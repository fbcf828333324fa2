//! Turn engine: who may act, and what acting does to the session.

use crate::{
    Action, ActionRegistry, ActionResult, Board, GameError, LastAction, Session, SessionStatus,
};
use chrono::Utc;
use tracing::{info, instrument, warn};

impl Session {
    /// Applies one action by the current player and passes the turn on.
    ///
    /// Turn ownership is checked against this document. Callers must run
    /// this inside the store's per-session critical section so the check and
    /// the turn advance form one unit. On error the session is unchanged.
    ///
    /// # Errors
    ///
    /// - [`GameError::SessionNotActive`] unless the session is active
    /// - [`GameError::NotYourTurn`] if `player_id` is not the current player
    /// - [`GameError::UnknownActionKind`] if the action cannot be dispatched
    #[instrument(skip(self, registry, board), fields(session_id = %self.id(), kind = %action.kind))]
    pub fn submit_action(
        &mut self,
        player_id: &str,
        action: &Action,
        registry: &ActionRegistry,
        board: &Board,
    ) -> Result<ActionResult, GameError> {
        if *self.status() != SessionStatus::Active {
            warn!(status = %self.status(), "Action rejected, session not active");
            return Err(GameError::SessionNotActive {
                session_id: self.id().clone(),
                status: *self.status(),
            });
        }

        let index = *self.current_player_index();
        let current = self.current_player().ok_or_else(|| GameError::InvariantViolation {
            violations: format!("turn pointer {index} has no player"),
        })?;

        if current.id() != player_id {
            warn!(expected = %current.id(), "Action rejected, not player's turn");
            return Err(GameError::NotYourTurn {
                expected: current.id().clone(),
                actual: player_id.to_string(),
            });
        }

        let delta = registry.dispatch(action, current, board)?;

        let player_count = self.players().len();
        self.players_mut()[index].apply(&delta);
        self.set_last_action(LastAction::new(
            delta.result.kind(),
            player_id.to_string(),
            delta.result.clone(),
            Utc::now(),
        ));
        let next = (index + 1) % player_count;
        self.set_current_player_index(next);

        info!(
            new_position = delta.new_position,
            money_change = delta.money_change,
            next_player = next,
            "Action applied"
        );
        Ok(delta.result)
    }
}

#[cfg(test)]
mod tests {
    use super::*;
    use crate::{PASS_START_BONUS, STARTING_MONEY, ScriptedDice};
    use std::sync::Arc;

    fn active_session(players: &[&str]) -> Session {
        let mut session = Session::create("game-t".to_string(), players[0], players[0]);
        for id in &players[1..] {
            session.join(id, id).unwrap();
        }
        session.start(1).unwrap();
        session
    }

    fn registry(rolls: &[(u8, u8)]) -> ActionRegistry {
        ActionRegistry::standard(Arc::new(ScriptedDice::new(rolls.iter().copied()).unwrap()))
    }

    #[test]
    fn test_turn_rotates_round_robin() {
        let mut session = active_session(&["a", "b"]);
        let registry = registry(&[(2, 3)]);
        let board = Board::classic();

        let expected = ["a", "b", "a", "b", "a"];
        for (turn, player) in expected.iter().enumerate() {
            assert_eq!(*session.current_player_index(), turn % 2);
            session
                .submit_action(player, &Action::roll_dice(), &registry, board)
                .unwrap();
        }
        assert_eq!(*session.current_player_index(), 1);
    }

    #[test]
    fn test_wrong_player_leaves_session_unchanged() {
        let mut session = active_session(&["a", "b"]);
        let before = serde_json::to_vec(&session).unwrap();

        let err = session
            .submit_action("b", &Action::roll_dice(), &registry(&[(1, 1)]), Board::classic())
            .unwrap_err();
        assert_eq!(
            err,
            GameError::NotYourTurn {
                expected: "a".to_string(),
                actual: "b".to_string(),
            }
        );
        assert_eq!(serde_json::to_vec(&session).unwrap(), before);
    }

    #[test]
    fn test_unknown_kind_leaves_session_unchanged() {
        let mut session = active_session(&["a", "b"]);
        let before = session.clone();
        let err = session
            .submit_action("a", &Action::new("JUMP"), &registry(&[(1, 1)]), Board::classic())
            .unwrap_err();
        assert!(matches!(err, GameError::UnknownActionKind { .. }));
        assert_eq!(session, before);
    }

    #[test]
    fn test_action_in_waiting_session_rejected() {
        let mut session = Session::create("game-w".to_string(), "a", "A");
        let err = session
            .submit_action("a", &Action::roll_dice(), &registry(&[(1, 1)]), Board::classic())
            .unwrap_err();
        assert!(matches!(
            err,
            GameError::SessionNotActive {
                status: SessionStatus::Waiting,
                ..
            }
        ));
    }

    #[test]
    fn test_passing_start_credits_bonus() {
        let mut session = active_session(&["a"]);
        session.players_mut()[0].set_position(38);

        let result = session
            .submit_action("a", &Action::roll_dice(), &registry(&[(1, 1)]), Board::classic())
            .unwrap();
        let ActionResult::RollDice(outcome) = result;
        assert!(outcome.passed_start);
        assert_eq!(outcome.new_position, 0);

        let player = &session.players()[0];
        assert_eq!(*player.position(), 0);
        assert_eq!(*player.money(), STARTING_MONEY + PASS_START_BONUS);
    }

    #[test]
    fn test_last_action_recorded() {
        let mut session = active_session(&["a", "b"]);
        session
            .submit_action("a", &Action::roll_dice(), &registry(&[(3, 4)]), Board::classic())
            .unwrap();

        let last = session.last_action().as_ref().unwrap();
        assert_eq!(last.player_id(), "a");
        assert_eq!(*last.kind(), crate::ActionKind::RollDice);
        let ActionResult::RollDice(outcome) = last.result();
        assert_eq!((outcome.die1, outcome.die2), (3, 4));
        assert_eq!(outcome.new_position, 7);
        assert_eq!(*session.players()[0].position(), 7);
    }
}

---

If a line in the material contains "matches", show it.

- _Answer for the task_
        assert!(matches!(err, GameError::UnknownActionKind { .. }));
        assert!(matches!(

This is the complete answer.